What you need to do
Within the listing below, show every line that contains the word "EntitySource".

Input
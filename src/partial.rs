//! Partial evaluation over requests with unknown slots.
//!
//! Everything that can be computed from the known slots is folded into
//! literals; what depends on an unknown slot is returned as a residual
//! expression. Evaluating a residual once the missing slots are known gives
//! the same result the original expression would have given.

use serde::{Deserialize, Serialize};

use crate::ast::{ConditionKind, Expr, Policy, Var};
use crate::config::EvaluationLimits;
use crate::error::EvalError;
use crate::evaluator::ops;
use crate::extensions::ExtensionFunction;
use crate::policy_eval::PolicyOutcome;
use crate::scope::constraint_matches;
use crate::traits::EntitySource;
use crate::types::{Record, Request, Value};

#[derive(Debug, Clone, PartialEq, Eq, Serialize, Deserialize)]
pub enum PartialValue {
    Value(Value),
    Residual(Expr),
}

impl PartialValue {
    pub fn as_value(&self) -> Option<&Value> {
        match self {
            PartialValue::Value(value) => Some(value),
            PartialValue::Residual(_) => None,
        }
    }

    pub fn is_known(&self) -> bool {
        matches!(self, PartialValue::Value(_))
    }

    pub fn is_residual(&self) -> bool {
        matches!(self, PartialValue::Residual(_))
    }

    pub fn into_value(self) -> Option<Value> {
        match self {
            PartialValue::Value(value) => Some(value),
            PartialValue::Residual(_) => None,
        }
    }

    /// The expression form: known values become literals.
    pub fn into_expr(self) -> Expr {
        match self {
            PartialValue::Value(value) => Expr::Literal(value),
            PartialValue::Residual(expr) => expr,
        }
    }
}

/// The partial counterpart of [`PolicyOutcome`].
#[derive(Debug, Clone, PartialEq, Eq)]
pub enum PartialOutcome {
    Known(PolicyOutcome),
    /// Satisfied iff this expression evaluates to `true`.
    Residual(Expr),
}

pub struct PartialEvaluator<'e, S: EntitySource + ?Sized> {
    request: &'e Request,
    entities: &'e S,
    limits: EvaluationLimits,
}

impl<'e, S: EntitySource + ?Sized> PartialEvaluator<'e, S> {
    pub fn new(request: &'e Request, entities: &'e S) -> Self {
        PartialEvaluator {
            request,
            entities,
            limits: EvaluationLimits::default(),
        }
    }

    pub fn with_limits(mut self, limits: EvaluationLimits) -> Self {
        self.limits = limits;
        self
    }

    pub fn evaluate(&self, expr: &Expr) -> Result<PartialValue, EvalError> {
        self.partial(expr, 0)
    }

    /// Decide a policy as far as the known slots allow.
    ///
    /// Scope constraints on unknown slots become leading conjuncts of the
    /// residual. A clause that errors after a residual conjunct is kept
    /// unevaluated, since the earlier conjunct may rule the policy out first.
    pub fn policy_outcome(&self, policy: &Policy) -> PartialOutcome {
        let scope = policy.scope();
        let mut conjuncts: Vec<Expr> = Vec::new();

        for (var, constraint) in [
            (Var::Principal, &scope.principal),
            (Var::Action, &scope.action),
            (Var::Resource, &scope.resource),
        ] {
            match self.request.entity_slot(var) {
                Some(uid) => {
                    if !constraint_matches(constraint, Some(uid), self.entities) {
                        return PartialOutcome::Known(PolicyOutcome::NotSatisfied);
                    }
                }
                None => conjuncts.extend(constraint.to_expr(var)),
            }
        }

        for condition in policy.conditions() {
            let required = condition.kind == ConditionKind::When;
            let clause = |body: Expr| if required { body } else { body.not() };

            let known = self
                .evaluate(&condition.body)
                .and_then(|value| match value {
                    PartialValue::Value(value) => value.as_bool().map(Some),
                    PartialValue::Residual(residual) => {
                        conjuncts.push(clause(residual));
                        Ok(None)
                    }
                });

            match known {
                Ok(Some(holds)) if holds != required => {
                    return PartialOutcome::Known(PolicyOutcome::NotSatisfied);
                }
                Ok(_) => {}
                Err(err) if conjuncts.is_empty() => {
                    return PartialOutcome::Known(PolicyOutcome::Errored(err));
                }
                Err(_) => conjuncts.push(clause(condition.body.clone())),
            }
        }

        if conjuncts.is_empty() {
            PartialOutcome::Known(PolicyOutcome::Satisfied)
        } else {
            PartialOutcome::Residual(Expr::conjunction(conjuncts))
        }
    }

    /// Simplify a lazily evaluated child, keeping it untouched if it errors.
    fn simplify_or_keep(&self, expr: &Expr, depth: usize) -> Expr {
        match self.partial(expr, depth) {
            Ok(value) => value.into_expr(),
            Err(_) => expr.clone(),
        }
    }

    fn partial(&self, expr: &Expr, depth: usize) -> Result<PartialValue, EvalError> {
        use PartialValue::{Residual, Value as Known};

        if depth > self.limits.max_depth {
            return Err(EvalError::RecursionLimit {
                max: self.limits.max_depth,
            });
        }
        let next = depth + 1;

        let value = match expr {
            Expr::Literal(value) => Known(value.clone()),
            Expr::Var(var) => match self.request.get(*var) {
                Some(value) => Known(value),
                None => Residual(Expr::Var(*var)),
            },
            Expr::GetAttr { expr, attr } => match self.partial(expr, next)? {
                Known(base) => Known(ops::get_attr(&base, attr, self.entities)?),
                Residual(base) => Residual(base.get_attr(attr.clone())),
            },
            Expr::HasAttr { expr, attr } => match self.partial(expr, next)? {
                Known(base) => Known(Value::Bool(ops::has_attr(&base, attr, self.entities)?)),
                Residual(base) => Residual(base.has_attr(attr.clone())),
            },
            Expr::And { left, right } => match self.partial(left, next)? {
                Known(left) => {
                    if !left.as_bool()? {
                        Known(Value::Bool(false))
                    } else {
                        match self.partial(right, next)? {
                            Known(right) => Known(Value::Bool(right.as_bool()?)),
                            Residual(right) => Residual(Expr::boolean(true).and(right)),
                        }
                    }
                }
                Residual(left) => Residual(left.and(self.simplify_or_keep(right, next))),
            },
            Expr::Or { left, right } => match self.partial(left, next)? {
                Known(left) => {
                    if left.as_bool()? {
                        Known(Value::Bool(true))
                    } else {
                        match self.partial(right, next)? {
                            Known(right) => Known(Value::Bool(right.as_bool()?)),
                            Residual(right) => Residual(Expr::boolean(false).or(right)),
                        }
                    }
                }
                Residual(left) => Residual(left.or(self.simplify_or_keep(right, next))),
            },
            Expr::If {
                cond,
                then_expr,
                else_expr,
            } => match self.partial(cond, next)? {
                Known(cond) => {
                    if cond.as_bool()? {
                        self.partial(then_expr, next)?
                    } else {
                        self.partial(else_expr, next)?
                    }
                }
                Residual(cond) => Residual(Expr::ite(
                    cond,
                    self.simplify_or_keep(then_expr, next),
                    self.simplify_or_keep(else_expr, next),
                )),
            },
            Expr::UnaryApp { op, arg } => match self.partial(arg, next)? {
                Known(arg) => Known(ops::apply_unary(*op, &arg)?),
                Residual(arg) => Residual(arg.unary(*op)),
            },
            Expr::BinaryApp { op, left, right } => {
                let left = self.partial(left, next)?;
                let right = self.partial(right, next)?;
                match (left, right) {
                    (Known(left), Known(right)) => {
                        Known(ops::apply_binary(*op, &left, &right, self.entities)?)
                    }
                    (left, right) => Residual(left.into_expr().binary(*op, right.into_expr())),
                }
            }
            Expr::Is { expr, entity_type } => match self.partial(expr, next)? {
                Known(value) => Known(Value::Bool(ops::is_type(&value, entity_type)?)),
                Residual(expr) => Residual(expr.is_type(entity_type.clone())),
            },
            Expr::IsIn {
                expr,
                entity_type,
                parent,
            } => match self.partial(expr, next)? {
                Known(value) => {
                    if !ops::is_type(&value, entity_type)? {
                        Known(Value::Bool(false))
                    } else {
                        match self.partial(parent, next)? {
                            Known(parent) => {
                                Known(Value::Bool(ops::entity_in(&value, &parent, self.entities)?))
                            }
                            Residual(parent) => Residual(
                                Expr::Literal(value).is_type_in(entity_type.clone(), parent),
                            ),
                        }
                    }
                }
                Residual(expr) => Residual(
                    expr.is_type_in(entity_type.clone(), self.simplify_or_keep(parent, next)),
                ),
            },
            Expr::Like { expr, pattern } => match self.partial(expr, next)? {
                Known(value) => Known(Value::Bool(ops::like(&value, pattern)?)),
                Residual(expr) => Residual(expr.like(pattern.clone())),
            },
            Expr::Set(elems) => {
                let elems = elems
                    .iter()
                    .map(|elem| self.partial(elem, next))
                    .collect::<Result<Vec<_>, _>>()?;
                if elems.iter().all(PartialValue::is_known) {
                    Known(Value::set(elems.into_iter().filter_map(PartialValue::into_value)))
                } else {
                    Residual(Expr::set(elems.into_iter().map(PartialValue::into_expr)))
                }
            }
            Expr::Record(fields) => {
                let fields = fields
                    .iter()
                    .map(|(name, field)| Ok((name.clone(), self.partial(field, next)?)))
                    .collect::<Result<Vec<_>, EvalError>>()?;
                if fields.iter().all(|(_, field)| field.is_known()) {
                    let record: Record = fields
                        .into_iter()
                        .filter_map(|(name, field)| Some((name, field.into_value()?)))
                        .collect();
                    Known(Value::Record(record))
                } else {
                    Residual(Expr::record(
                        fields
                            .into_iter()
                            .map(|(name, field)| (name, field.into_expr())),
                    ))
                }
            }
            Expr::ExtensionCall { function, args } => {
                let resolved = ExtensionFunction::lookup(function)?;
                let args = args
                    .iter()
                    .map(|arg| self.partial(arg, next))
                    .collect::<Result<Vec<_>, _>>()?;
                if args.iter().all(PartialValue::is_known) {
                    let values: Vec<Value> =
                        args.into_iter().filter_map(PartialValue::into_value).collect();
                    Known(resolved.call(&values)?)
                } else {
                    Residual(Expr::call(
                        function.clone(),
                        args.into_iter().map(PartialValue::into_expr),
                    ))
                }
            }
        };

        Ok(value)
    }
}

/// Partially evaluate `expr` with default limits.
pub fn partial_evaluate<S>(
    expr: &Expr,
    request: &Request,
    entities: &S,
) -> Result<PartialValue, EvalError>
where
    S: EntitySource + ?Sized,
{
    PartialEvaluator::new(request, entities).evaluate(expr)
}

* * *

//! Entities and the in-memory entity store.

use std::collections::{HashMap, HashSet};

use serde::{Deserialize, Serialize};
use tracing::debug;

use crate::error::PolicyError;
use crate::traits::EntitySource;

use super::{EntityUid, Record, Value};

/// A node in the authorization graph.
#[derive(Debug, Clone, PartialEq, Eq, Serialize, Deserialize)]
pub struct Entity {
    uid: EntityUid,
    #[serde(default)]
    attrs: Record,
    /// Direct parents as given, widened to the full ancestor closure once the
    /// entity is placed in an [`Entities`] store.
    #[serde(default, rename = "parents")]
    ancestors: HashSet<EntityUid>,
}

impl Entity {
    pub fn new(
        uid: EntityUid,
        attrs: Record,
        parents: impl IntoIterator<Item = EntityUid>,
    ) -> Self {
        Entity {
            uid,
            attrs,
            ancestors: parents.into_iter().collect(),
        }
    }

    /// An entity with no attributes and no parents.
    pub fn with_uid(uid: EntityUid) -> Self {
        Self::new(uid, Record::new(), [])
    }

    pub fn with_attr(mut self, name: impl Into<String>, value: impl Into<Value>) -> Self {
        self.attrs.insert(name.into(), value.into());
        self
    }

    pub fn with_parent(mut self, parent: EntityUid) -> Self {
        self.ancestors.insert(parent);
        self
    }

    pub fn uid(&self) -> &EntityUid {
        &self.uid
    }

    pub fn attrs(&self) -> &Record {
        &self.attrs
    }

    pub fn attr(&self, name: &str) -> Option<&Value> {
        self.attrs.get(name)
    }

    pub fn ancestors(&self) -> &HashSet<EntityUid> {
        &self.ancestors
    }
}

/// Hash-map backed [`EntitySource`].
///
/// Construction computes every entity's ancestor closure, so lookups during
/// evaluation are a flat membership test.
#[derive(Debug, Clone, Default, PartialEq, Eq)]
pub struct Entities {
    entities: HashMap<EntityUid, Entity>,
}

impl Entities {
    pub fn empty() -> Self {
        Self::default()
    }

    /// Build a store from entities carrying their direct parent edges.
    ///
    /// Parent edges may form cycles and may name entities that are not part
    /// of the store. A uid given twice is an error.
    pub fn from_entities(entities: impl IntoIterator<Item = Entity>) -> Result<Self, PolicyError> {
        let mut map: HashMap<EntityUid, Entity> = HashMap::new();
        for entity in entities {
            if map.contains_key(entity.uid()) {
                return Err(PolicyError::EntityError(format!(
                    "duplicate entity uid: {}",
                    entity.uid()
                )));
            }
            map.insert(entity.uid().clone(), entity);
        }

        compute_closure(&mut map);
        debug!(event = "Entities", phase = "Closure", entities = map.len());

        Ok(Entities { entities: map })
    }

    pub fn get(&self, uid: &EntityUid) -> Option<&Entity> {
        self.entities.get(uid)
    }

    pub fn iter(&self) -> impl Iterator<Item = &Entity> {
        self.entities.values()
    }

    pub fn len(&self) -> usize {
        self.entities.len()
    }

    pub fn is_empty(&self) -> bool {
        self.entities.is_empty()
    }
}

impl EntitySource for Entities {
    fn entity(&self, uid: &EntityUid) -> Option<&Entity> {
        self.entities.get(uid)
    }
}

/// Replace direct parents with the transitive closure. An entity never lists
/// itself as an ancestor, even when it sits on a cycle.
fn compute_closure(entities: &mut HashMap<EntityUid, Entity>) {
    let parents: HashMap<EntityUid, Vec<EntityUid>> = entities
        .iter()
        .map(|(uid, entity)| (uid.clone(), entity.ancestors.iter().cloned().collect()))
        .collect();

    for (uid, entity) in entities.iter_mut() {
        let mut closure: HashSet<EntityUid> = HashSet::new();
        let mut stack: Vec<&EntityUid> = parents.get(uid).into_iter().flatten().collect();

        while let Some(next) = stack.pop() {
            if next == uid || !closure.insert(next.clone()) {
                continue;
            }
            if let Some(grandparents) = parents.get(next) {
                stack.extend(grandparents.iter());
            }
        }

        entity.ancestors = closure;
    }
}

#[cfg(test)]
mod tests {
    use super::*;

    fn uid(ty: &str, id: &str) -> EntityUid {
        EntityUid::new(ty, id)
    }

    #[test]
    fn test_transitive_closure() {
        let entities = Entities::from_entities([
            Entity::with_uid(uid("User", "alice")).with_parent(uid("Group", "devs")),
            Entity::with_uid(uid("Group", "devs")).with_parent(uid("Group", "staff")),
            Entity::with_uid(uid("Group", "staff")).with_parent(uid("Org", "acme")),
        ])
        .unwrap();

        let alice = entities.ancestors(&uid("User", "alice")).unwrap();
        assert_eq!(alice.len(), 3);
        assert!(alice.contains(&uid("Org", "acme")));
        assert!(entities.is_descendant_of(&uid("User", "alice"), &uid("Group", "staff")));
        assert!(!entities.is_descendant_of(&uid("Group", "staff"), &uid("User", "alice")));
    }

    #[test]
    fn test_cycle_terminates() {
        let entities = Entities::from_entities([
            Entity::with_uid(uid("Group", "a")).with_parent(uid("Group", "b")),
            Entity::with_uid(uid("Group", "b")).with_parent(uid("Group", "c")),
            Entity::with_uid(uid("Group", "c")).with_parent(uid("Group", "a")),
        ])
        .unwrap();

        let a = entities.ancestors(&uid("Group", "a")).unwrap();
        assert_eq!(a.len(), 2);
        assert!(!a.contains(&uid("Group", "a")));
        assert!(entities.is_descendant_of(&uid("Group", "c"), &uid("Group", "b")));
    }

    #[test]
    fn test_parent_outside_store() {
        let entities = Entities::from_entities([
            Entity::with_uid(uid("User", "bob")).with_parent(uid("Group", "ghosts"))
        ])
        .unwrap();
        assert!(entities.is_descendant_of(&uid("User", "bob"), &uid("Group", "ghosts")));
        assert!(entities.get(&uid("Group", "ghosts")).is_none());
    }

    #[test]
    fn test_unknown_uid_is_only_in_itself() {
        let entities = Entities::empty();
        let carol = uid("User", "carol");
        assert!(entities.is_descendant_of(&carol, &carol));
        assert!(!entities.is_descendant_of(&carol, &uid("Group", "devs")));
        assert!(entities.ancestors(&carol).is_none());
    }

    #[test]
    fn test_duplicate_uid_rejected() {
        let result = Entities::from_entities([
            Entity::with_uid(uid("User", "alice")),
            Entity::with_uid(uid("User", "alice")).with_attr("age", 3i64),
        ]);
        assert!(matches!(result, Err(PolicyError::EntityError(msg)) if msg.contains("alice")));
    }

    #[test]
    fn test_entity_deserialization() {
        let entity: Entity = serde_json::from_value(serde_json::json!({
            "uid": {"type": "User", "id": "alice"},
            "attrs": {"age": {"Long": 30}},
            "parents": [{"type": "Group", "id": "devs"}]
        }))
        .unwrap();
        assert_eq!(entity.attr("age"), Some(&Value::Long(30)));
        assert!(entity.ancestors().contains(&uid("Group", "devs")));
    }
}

---

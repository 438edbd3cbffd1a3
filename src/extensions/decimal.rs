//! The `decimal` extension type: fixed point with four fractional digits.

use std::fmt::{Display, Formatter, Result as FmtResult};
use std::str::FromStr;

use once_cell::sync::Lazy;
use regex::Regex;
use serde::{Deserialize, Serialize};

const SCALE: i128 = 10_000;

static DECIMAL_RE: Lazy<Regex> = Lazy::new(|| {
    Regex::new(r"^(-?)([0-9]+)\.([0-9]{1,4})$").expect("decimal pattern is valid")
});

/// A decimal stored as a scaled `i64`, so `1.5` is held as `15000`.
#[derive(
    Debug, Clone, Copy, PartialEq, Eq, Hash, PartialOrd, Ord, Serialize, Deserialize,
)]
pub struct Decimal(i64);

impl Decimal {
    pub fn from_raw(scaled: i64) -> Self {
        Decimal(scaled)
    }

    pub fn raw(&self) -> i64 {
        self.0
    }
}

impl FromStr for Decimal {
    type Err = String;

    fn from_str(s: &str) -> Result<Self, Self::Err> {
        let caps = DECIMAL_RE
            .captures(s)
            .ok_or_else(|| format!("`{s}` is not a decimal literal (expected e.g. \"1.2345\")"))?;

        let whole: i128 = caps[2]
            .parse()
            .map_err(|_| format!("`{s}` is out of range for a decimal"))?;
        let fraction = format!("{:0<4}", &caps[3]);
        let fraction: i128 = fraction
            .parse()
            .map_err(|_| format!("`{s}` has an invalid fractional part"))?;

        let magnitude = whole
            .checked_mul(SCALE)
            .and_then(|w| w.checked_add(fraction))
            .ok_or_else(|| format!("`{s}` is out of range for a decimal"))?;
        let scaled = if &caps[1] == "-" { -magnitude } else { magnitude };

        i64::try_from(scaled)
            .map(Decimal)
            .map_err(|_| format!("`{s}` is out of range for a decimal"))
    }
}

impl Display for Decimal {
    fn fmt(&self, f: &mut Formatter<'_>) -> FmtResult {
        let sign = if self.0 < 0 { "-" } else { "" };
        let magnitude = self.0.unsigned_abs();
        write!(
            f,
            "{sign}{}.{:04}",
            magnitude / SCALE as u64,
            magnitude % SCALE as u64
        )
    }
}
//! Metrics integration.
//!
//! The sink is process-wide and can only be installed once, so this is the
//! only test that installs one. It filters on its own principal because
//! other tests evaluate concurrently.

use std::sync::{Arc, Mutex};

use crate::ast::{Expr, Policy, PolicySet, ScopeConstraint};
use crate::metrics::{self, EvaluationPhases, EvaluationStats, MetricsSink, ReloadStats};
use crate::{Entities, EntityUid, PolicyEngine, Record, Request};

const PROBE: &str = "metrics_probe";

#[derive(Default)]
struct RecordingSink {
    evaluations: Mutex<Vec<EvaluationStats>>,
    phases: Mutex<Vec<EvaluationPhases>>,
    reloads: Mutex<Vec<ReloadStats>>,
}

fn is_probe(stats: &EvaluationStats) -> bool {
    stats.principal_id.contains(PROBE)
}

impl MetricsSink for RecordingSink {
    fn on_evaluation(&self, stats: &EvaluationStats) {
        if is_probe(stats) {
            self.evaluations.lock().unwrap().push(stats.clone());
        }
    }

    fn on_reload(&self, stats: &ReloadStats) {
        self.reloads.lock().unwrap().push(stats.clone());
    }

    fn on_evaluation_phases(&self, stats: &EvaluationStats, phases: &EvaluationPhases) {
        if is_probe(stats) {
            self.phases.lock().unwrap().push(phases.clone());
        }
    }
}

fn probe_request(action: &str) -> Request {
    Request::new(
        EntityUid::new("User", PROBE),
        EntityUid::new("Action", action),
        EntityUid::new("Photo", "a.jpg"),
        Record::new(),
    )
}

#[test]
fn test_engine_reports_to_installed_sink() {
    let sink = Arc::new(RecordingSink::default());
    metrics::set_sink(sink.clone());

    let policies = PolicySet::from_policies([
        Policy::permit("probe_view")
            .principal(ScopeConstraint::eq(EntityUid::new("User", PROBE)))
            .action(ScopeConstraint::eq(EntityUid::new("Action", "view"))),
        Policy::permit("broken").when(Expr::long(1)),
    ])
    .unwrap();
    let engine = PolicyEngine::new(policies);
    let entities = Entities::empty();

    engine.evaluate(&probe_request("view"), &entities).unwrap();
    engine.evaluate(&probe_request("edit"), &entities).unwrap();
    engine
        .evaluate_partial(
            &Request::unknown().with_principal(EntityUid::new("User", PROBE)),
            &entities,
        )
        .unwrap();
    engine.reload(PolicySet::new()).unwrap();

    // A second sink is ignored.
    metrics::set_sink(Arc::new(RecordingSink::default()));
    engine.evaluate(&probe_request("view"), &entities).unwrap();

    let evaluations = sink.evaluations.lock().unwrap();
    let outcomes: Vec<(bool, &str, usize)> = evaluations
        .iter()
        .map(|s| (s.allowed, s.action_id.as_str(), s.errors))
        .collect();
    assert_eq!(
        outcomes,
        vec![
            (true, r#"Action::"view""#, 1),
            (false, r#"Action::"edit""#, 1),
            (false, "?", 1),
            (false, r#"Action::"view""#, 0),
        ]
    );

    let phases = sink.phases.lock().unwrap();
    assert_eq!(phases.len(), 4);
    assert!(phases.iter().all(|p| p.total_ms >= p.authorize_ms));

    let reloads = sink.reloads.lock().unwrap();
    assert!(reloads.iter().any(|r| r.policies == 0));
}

Output of the task
use crate::traits::EntitySource;
pub struct PartialEvaluator<'e, S: EntitySource + ?Sized> {
impl<'e, S: EntitySource + ?Sized> PartialEvaluator<'e, S> {
    S: EntitySource + ?Sized,
use crate::traits::EntitySource;
/// Hash-map backed [`EntitySource`].
impl EntitySource for Entities {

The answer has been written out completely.